Security experts said users would be at risk if hackers were able to hijack the mechanism Google uses to push software to the devices. Lockheimer said Google takes security of the mechanism seriously and has built-in protections.
Microsoft, which enabled the feature in Windows smartphones several years ago, said its takedowns have not involved malware. The violations concerned “technical issues and content issues,” said Todd Biggs, a director of product management at Microsoft.
“Revocation is a last resort, and it’s uncommon,” Biggs said. “We take that as a signpost that we’re on target toward our goal, which is safe, reliable apps for consumers.”
Amazon’s ‘1984’ Moment
RIM’s licensing documents for vendors say that RIM reserves the right to remove applications from users’ devices “for any reason whatsoever.” Marisa Conway, a spokeswoman for Waterloo, Ontario-based RIM, declined to comment.
Tom Neumayr, a spokesman for Cupertino, California-based Apple, also declined to comment. Steve Jobs, Apple’s deceased co-founder, confirmed the existence of a kill switch in a 2008 interview with the Wall Street Journal. Jobs said it would be “irresponsible” for Apple not to have a way to protect users from malicious applications. The comment appeared at the bottom of a story about iPhone app sales, in response to research that uncovered clues that such a feature existed on Apple devices.
The incident that encapsulates the danger of using a kill switch is Amazon.com Inc.’s use of the feature to delete some copies of George Orwell’s “1984” and “Animal Farm” novels from Kindle devices in 2009 after discovering a publisher had sold them without the necessary rights.
‘Stupid, Thoughtless, Out of Line’
Customers were infuriated, and CEO Jeff Bezos called it “stupid, thoughtless and painfully out of line with our principles.” The company vowed it would never delete books from Kindles again.
Amazon representatives didn’t respond to requests for comment.
While the emergence of kill switches shows the growing control that technology companies have assumed over users’ devices, it also exposes the shortcomings of other methods of keeping users’ computers clean.

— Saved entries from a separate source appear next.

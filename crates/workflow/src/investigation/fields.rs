use std::collections::BTreeSet;

use shared_types::{FormField, InvestigationStage};

use super::penalty_ledger::PenaltyLedger;

/// Form inputs the operator works with while a record is in `stage`.
pub fn visible_fields(stage: InvestigationStage) -> BTreeSet<FormField> {
    let fields: &[FormField] = match stage {
        InvestigationStage::ReportReview => &[],
        InvestigationStage::SrInitiated => &[FormField::OrderNumber, FormField::OrderDate],
        InvestigationStage::SrOrderAssigned => &[
            FormField::TaggedOfficers,
            FormField::PenaltyEntries,
            FormField::ViolationSummary,
            FormField::ConclusionApprovedAt,
            FormField::PenaltyOrderNumber,
            FormField::PenaltyOrderDate,
        ],
        InvestigationStage::SrCompletedLawful
        | InvestigationStage::SrCompletedUnlawful
        | InvestigationStage::CheckCompletedNoViolation => &[FormField::CompletionNotice],
    };
    fields.iter().copied().collect()
}

/// Like [`visible_fields`], but hides the disciplinary-order inputs until the
/// draft ledger holds a decision that needs an order.
pub fn visible_fields_for_draft(
    stage: InvestigationStage,
    draft: &PenaltyLedger,
) -> BTreeSet<FormField> {
    let mut fields = visible_fields(stage);
    if !draft.requires_order() {
        fields.remove(&FormField::PenaltyOrderNumber);
        fields.remove(&FormField::PenaltyOrderDate);
    }
    fields
}
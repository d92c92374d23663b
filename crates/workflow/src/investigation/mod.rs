//! Service-investigation lifecycle: transitions, penalty decisions, the
//! derived timeline and stage-dependent form fields.

pub mod fields;
pub mod penalty_ledger;
pub mod stage_machine;
pub mod timeline;

pub use fields::{visible_fields, visible_fields_for_draft};
pub use penalty_ledger::{infer_from_legacy, PenaltyLedger};
pub use stage_machine::{is_allowed, target_stage, StageMachine, Transition};
pub use timeline::build_timeline;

Stephanie Stambaugh, a 47-year-old freelance writer from Denver, has been battling a so-called botnet infection on her home PCs since December. Her Internet provider, Comcast Corp., alerted her to the infection, a type of program where a machine is controlled without the user’s consent that is becoming more common. She said that while she has run a dozen different antivirus and other cleanup programs, she is still getting alerts that her machine is infected.
Giving Up Privacy
Stambaugh said she can’t afford the $130 virus cleanup service that Comcast offers, and is considering reinstalling her operating software, the nuclear option of virus cleanups.
Cable-network operators such as Comcast have insight into which computers are compromised, since they can see when machines are silently reaching out to malicious sites. Yet they don’t have the same capabilities as companies such as Google, Microsoft and Apple. Aside from alerting customers, they are limited to quarantining poisoned computers, or restricting the amount of bandwidth they consume.
Cathy Avgiris, a senior vice president for Philadelphia-based Comcast, said fully cleaning an infection is tedious, imprecise work, since the most harmful programs are good at hiding themselves. She said Comcast would be leery of adopting a kill-switch function for that reason.
Even some security experts who see the value of a kill switch say its advantages don’t outweigh the potential risks.
“For most users, the ability to remotely remove apps is a good thing,” said Charlie Miller, a hacker of Apple products and a researcher at the security firm Accuvant Inc. However, “I don’t really like Google or anybody else with the ability to tell me what apps I can run or can’t run and to remotely manage my devices. For me, the added payoff of security doesn’t make up for the control and privacy you give up.”